[Saved entries]
+ + + +

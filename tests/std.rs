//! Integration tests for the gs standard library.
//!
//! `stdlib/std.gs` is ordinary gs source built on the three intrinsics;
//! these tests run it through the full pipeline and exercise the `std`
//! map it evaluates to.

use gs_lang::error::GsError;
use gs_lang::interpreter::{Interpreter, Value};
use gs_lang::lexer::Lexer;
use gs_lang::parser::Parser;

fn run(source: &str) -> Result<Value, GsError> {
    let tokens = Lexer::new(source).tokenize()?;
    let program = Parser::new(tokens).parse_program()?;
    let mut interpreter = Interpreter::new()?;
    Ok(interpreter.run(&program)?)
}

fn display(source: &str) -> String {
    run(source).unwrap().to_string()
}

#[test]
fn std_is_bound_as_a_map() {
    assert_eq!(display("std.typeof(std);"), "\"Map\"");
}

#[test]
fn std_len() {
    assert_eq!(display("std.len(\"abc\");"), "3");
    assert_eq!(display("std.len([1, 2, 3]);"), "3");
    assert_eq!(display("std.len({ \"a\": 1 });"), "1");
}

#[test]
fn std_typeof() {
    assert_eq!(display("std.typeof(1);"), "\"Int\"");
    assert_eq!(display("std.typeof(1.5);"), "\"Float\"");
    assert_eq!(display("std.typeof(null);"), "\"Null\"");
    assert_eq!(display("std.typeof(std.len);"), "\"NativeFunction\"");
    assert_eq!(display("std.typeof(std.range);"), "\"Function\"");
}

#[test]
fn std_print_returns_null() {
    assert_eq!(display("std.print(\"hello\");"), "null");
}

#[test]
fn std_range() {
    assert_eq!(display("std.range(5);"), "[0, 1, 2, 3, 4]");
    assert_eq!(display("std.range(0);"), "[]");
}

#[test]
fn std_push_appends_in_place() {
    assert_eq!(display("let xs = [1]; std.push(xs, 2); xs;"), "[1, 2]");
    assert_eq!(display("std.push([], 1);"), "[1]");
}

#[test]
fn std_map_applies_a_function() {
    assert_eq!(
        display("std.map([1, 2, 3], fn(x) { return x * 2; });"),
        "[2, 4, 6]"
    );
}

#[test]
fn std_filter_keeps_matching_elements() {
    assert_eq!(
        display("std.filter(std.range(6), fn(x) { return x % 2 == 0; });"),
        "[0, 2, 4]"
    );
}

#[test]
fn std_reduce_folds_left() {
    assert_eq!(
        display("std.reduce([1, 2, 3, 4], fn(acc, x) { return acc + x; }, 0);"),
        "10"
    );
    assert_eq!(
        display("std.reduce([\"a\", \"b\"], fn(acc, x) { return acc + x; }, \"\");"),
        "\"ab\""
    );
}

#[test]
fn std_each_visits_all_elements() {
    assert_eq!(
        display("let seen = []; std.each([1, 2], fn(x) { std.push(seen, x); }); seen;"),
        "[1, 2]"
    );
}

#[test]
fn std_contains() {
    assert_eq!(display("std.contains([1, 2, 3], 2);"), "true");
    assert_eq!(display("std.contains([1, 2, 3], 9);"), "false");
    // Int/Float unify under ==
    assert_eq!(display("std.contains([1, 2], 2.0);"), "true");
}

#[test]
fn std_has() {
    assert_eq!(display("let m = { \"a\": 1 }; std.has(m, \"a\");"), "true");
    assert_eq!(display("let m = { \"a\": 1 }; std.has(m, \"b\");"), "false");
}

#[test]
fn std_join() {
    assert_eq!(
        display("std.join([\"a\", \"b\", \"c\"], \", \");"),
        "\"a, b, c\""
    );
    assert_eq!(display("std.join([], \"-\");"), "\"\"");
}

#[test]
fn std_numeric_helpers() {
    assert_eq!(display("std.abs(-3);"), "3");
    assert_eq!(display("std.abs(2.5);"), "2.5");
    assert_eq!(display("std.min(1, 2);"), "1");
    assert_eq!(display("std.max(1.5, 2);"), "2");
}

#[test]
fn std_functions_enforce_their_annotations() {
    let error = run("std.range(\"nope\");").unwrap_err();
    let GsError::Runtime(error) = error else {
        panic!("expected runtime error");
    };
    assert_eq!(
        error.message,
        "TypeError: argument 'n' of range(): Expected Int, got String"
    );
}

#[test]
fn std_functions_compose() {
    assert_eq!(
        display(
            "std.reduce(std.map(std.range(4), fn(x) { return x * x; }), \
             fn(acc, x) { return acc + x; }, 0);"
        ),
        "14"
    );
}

+ + + +

Problem to solve: Bring together every line in the entries that holds the string "Value".

Result:
use gs_lang::interpreter::{Interpreter, Value};
fn run(source: &str) -> Result<Value, GsError> {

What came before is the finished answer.